Я почти коснулся дверной ручки, но заметил: в прихожей, на полу, лежала новая страница книги. Не книга сама — страница, будто вырванная, будто принесённая туда специально.
На ней было написано:
"Ты впускаешь её — ты впускаешь его."
Я отпрянул.
— Лена, — крикнул я сквозь дверь. — Уходи. Сейчас же. Не открывай. Не заходи сюда.
— Что с тобой?! — голос её задрожал. — Ты пугаешь меня. Дай мне просто поговорить!
Я не знал, как объяснить. Книга чувствовала колебание. Я услышал, как сзади, на письменном столе, перелистнулась страница. Я не открывал её. Она сама. Я вернулся в комнату, будто загипнотизированный.
Новая запись:
"Если ты отвергнешь её — он обратится к тебе. Ты станешь следующей жертвой. Ты. Не она."
Я понял. Книга предлагала выбор. Предательство или самопожертвование.
Я дрожал. Мокрый от пота. В горле пересохло.
И тогда я сделал то, чего не делал раньше.
Я подошёл к книге — и произнёс вслух:
— Это не ты решаешь. Это я.
Страницы затряслись. Свет мигнул. В стенах застонало. Будто дом задышал.

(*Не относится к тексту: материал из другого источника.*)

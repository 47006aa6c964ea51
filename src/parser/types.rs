//! Type expression parsing.

use super::{ParseResult, Parser};
use crate::diagnostics::ErrorCode;
use crate::lexer::TokenKind;
use crate::types::Type;

impl<'src> Parser<'src> {
    /// Parse a type: a primitive keyword or a named type, followed by any
    /// number of `*` pointer and `[...]` suffixes. `Name[Args]` produces a
    /// placeholder struct whose textual name carries the argument list; the
    /// analyzer splits it back apart when resolving.
    pub(crate) fn parse_type(&mut self) -> ParseResult<Type> {
        let mut base = match self.current.kind {
            TokenKind::I8 => {
                self.advance();
                Type::i8()
            }
            TokenKind::I16 => {
                self.advance();
                Type::i16()
            }
            TokenKind::I32 => {
                self.advance();
                Type::i32()
            }
            TokenKind::I64 => {
                self.advance();
                Type::i64()
            }
            TokenKind::U8 => {
                self.advance();
                Type::u8()
            }
            TokenKind::U16 => {
                self.advance();
                Type::u16()
            }
            TokenKind::U32 => {
                self.advance();
                Type::u32()
            }
            TokenKind::U64 => {
                self.advance();
                Type::u64()
            }
            TokenKind::F32 => {
                self.advance();
                Type::f32()
            }
            TokenKind::F64 => {
                self.advance();
                Type::f64()
            }
            TokenKind::Bool => {
                self.advance();
                Type::bool()
            }
            TokenKind::Void => {
                self.advance();
                Type::void()
            }
            TokenKind::Identifier => {
                let name = self.current_text().to_string();
                self.advance();
                if self.is_active_generic_param(&name) {
                    Type::param(name)
                } else {
                    Type::named(name)
                }
            }
            _ => return Err(self.error_expected("a type").with_code(ErrorCode::ExpectedType)),
        };

        loop {
            if self.try_consume(TokenKind::Star) {
                base = Type::pointer(base);
            } else if self.check(TokenKind::LBracket) {
                if self.generic_context_ahead() {
                    self.advance();
                    let mut spec_name = format!("{base}[");
                    loop {
                        let arg = self.parse_type()?;
                        spec_name.push_str(&arg.to_string());
                        if self.try_consume(TokenKind::Comma) {
                            spec_name.push_str(", ");
                        } else {
                            break;
                        }
                    }
                    self.expect(TokenKind::RBracket, "`]` after generic arguments")?;
                    spec_name.push(']');
                    base = Type::named(spec_name);
                } else {
                    self.advance();
                    let size_token = self.expect(TokenKind::Integer, "array size")?;
                    let text = self.text(&size_token.span).replace('_', "");
                    let size: usize = text.parse().map_err(|_| {
                        self.error_here("invalid array size", ErrorCode::UnexpectedToken)
                    })?;
                    self.expect(TokenKind::RBracket, "`]`")?;
                    base = Type::array(base, size);
                }
            } else {
                break;
            }
        }
        Ok(base)
    }

    /// Decide whether a `[` at the current position opens generic type
    /// arguments rather than an array index / size. True when the token
    /// after the `[` could begin a type: a primitive keyword, `*`, `&`, or
    /// any identifier.
    ///
    /// The identifier case is deliberately conservative: `f[x]` with a
    /// variable `x` parses as a specialization, so indexing an expression
    /// by a plain identifier needs parentheses around the index.
    pub(crate) fn generic_context_ahead(&self) -> bool {
        self.next.kind.can_start_type()
    }
}
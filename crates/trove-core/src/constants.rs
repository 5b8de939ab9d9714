/// Consecutive failed logins after which an account locks.
pub const DEFAULT_LOCKOUT_THRESHOLD: u32 = 5;

/// Upper bound on the stored failed-login counter. Increments stop here so the
/// column can never overflow no matter how many attempts arrive.
pub const FAILED_LOGIN_COUNT_CAP: i32 = 10_000;

/// Minimum password length accepted at registration.
pub const DEFAULT_PASSWORD_MIN_LENGTH: usize = 8;

/// Characters rejected in free-text fields. Downstream consumers (templates,
/// shell-outs) must never see these from stored records.
pub const FREE_TEXT_DENYLIST: &[char] = &['<', '>', '{', '}', ';', '&', '|', '`', '$', '\\'];

/// Column widths carried over from the storage schema.
pub const MAX_EMAIL_LENGTH: usize = 100;
pub const MAX_NAME_LENGTH: usize = 100;
pub const MAX_ASSET_NAME_LENGTH: usize = 100;
pub const MAX_ASSET_DESCRIPTION_LENGTH: usize = 1000;
//! Record identifier generation.
//!
//! ## Summary
//! Account and asset identifiers are random UUIDs rendered as hyphenated
//! strings. 122 random bits make collisions negligible for the lifetime of
//! the system, and generation needs no coordination between callers.

/// Generate a fresh record identifier.
#[must_use]
pub fn new_record_id() -> String {
    uuid::Uuid::new_v4().to_string()
}

/// Returns `true` if `candidate` has the shape of a record identifier.
#[must_use]
pub fn is_record_id(candidate: &str) -> bool {
    uuid::Uuid::parse_str(candidate).is_ok()
}
//! Authentication and authorization flow.
//!
//! ## Module Organization
//!
//! - `authorize`: ownership/role decision table gating every resource operation
//! - `lockout`: brute-force lockout policy over the failed-login counter
//! - `password`: password hashing and verification with Argon2
//! - `service`: registration and login orchestration (`AuthService`)
//! - `session`: request-scoped session identity and logout
//! - `validate`: email, password-strength, and free-text input validation

pub mod authorize;
pub mod lockout;
pub mod password;
pub mod service;
pub mod session;
pub mod validate;

// Re-export commonly used types at module level
pub use authorize::{
    AssetScope, AuthzResult, asset_listing_scope, can_delete_asset, can_edit_asset,
    can_reset_lockout, can_set_role, can_view_account, can_view_asset,
};
pub use lockout::{LockoutPolicy, LockoutState};
pub use service::{AuthService, RegisterInput};
pub use session::{SessionContext, SessionGrant, require_current, resolve_current};
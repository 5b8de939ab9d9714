use diesel::prelude::*;
use serde::{Deserialize, Serialize};

use crate::db::schema;
use crate::model::account::Account;

/// An owned record. `owner_id` is immutable after creation; the foreign key
/// keeps assets from outliving their owner.
#[derive(
    Debug,
    Clone,
    PartialEq,
    Eq,
    Hash,
    Identifiable,
    Queryable,
    Selectable,
    Associations,
    Serialize,
    Deserialize,
)]
#[diesel(table_name = schema::asset)]
#[diesel(check_for_backend(diesel::sqlite::Sqlite))]
#[diesel(belongs_to(Account, foreign_key = owner_id))]
pub struct Asset {
    pub id: String,
    pub owner_id: String,
    pub name: String,
    pub description: String,
    pub created_at: chrono::NaiveDateTime,
    pub updated_at: chrono::NaiveDateTime,
}

#[derive(Debug, Clone, PartialEq, Eq, Hash, Insertable)]
#[diesel(table_name = schema::asset)]
pub struct NewAsset<'a> {
    pub id: &'a str,
    pub owner_id: &'a str,
    pub name: &'a str,
    pub description: &'a str,
}

/// Field updates applied by the edit operation. Ownership never changes.
#[derive(Debug, Clone, AsChangeset)]
#[diesel(table_name = schema::asset)]
pub struct AssetChanges<'a> {
    pub name: &'a str,
    pub description: &'a str,
    pub updated_at: chrono::NaiveDateTime,
}
//! Tracing setup for embedding binaries.

use crate::config::LoggingConfig;
use tracing_subscriber::EnvFilter;

/// ## Summary
/// Installs the global tracing subscriber using the configured level as the
/// default filter. `RUST_LOG` still takes precedence when set.
///
/// Calling this more than once is harmless; later calls are ignored.
pub fn init(config: &LoggingConfig) {
    let filter = EnvFilter::try_from_default_env()
        .unwrap_or_else(|_| EnvFilter::new(config.level.clone()));

    let _ = tracing_subscriber::fmt()
        .with_env_filter(filter)
        .try_init();
}
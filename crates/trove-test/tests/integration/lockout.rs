//! The lockout state machine end to end: threshold, uniform failure, and
//! administrative reset.

use trove_service::account;
use trove_service::error::ServiceError;

use super::helpers::{LOCKOUT_THRESHOLD, TEST_PASSWORD, TestDb, auth_service, promote_to_admin, register, reload};

#[test_log::test]
fn account_locks_after_threshold_and_admin_reset_reopens() {
    let db = TestDb::new().expect("Failed to create test database");
    let service = auth_service();

    let alice = register(&db, &service, "alice");
    let admin = promote_to_admin(&db, &register(&db, &service, "admin"));

    // Wrong password up to the threshold
    for _ in 0..LOCKOUT_THRESHOLD {
        let err = service
            .login(&mut db.conn(), &alice.email, "Wrong1!aaaa")
            .expect_err("Wrong password should fail");
        assert!(matches!(err, ServiceError::AuthenticationFailed));
    }
    assert_eq!(
        u32::try_from(reload(&db, &alice.id).failed_login_count).expect("non-negative"),
        LOCKOUT_THRESHOLD
    );

    // Locked: even the correct password fails, with the same generic error,
    // and the counter keeps recording the attempt.
    let locked = service
        .login(&mut db.conn(), &alice.email, TEST_PASSWORD)
        .expect_err("Locked account must reject the correct password");
    assert!(matches!(locked, ServiceError::AuthenticationFailed));
    assert_eq!(
        locked.to_string(),
        ServiceError::AuthenticationFailed.to_string()
    );
    assert_eq!(
        u32::try_from(reload(&db, &alice.id).failed_login_count).expect("non-negative"),
        LOCKOUT_THRESHOLD + 1
    );

    // Administrative reset reopens the account
    account::reset_lockout(&mut db.conn(), &admin, &alice.id).expect("Reset failed");
    assert_eq!(reload(&db, &alice.id).failed_login_count, 0);

    service
        .login(&mut db.conn(), &alice.email, TEST_PASSWORD)
        .expect("Login after reset should succeed");
}

#[test_log::test]
fn below_threshold_correct_password_still_works() {
    let db = TestDb::new().expect("Failed to create test database");
    let service = auth_service();

    let alice = register(&db, &service, "alice");

    for _ in 0..(LOCKOUT_THRESHOLD - 1) {
        let _ = service.login(&mut db.conn(), &alice.email, "Wrong1!aaaa");
    }

    service
        .login(&mut db.conn(), &alice.email, TEST_PASSWORD)
        .expect("Account should still be open");
    assert_eq!(reload(&db, &alice.id).failed_login_count, 0);
}

#[test_log::test]
fn only_admins_reset_lockouts() {
    let db = TestDb::new().expect("Failed to create test database");
    let service = auth_service();

    let alice = register(&db, &service, "alice");
    let bob = register(&db, &service, "bob");
    let admin = promote_to_admin(&db, &register(&db, &service, "admin"));

    let err = account::reset_lockout(&mut db.conn(), &bob, &alice.id)
        .expect_err("Non-admin reset must be denied");
    assert!(matches!(err, ServiceError::AccessDenied));

    // The admin gate runs before existence is revealed
    let err = account::reset_lockout(&mut db.conn(), &bob, "no-such-account")
        .expect_err("Non-admin reset must be denied");
    assert!(matches!(err, ServiceError::AccessDenied));

    let err = account::reset_lockout(&mut db.conn(), &admin, "no-such-account")
        .expect_err("Missing account should be reported to admins");
    assert!(matches!(err, ServiceError::NotFound(_)));
}
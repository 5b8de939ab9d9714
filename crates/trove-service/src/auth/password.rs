use argon2::{
    Argon2, PasswordHash, PasswordHasher, PasswordVerifier,
    password_hash::{SaltString, rand_core::OsRng},
};

use crate::error::{ServiceError, ServiceResult};

/// PHC-format Argon2id record with the default parameters and a fixed salt.
/// It is not the hash of any password, so verification can never succeed; it
/// exists so a login against an unknown email spends the same time as a real
/// verification instead of leaking account existence through timing.
pub const DECOY_HASH: &str =
    "$argon2id$v=19$m=19456,t=2,p=1$dHJvdmUtZGVjb3ktc2FsdA$AAECAwQFBgcICQoLDA0ODxAREhMUFRYXGBkaGxwdHh8";

/// ## Summary
/// Hashes a password using Argon2id with a random salt.
///
/// ## Errors
/// Returns `ValidationError` for an empty password, or an error if hashing
/// itself fails.
pub fn hash_password(password: &str) -> ServiceResult<String> {
    if password.is_empty() {
        return Err(ServiceError::ValidationError(
            "Password must not be empty".to_string(),
        ));
    }

    let salt = SaltString::generate(&mut OsRng);
    let argon2 = Argon2::default();

    let password_hash = argon2
        .hash_password(password.as_bytes(), &salt)
        .map_err(|e| ServiceError::InvalidConfiguration(format!("Failed to hash password: {e}")))?;

    Ok(password_hash.to_string())
}

/// ## Summary
/// Verifies a password against a stored Argon2 hash. The comparison inside
/// the Argon2 crate is constant-time.
///
/// Returns `Ok(true)` on a match and `Ok(false)` on a mismatch; a mismatch is
/// never an error.
///
/// ## Errors
/// Returns an error only if the stored hash record itself cannot be parsed or
/// recomputed, which indicates a corrupt credential record.
pub fn verify_password(password: &str, password_hash: &str) -> ServiceResult<bool> {
    let parsed_hash = PasswordHash::new(password_hash)
        .map_err(|e| ServiceError::InvalidConfiguration(format!("Invalid password hash: {e}")))?;

    let argon2 = Argon2::default();

    match argon2.verify_password(password.as_bytes(), &parsed_hash) {
        Ok(()) => Ok(true),
        Err(argon2::password_hash::Error::Password) => Ok(false),
        Err(err) => Err(ServiceError::InvalidConfiguration(format!(
            "Failed to verify password: {err}"
        ))),
    }
}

Я схватил книгу и понёс на улицу. Хлопнул дверью. Лена отскочила, испуганная, но я не дал ей войти. Мы бежали под дождём. Я выбрал старый пустырь. Там был люк — заброшенная старая котельная, глубокая, тёмная, как бездна. Я бросил книгу туда.
Раздался странный, глухой звук, как будто книга упала не на дно, а в чью-то пасть.
И всё стихло.
Но это ещё не конец.
Прошла неделя.
Я не верил своему счастью. Никаких новых записей, никаких теней, шагов, шёпота. Лена рядом, хоть и смотрела на меня с опаской. Я сказал, что был на грани срыва, но уже лучше. Она кивала, обнимала, но глаза её выдавали тревогу.
Я сам себе не верил. Но всё казалось… нормальным.
Пока однажды утром я не проснулся от запаха.
Запах старой пыли, сухих страниц, чернил и… сырости. Такой же, как тогда, в ту ночь.
Я встал, медленно, как во сне. Шагнул в прихожую.
И увидел.
У двери лежала книга.
Не просто та же. Та же самая. Та же обложка, те же углы, потёртые, как следы когтей. Она была мокрой, будто вылезла из-под земли, из чрева котельной. Но ни капли грязи, ни пятна.
Рядом — лист бумаги. Уже написанный.
"Ты бросил меня в темноту. Теперь я вернулась из неё вместе с тем, кто был внизу."
Рука дрожала. Я не брал книгу. Только читал, будто глядя в глаза собственному приговору.
"История не заканчивается выброшенной книгой. История заканчивается — когда исчерпаны все страницы. А их осталось 23."
Я поднял глаза. На соседней стене проступали слова, выцарапанные, будто когтями:
«Каждая страница — чья-то судьба. Ты должен дописать их. Все.»
С тех пор я пишу.
Потому что если я не пишу — книга пишет сама.
И каждый раз, когда появляется новая страница, я знаю: кто-то умрёт.
Или исчезнет.
Или станет частью текста.
Потому что книга пишет реальность.
И сейчас, когда ты читаешь это — она уже пишет о тебе.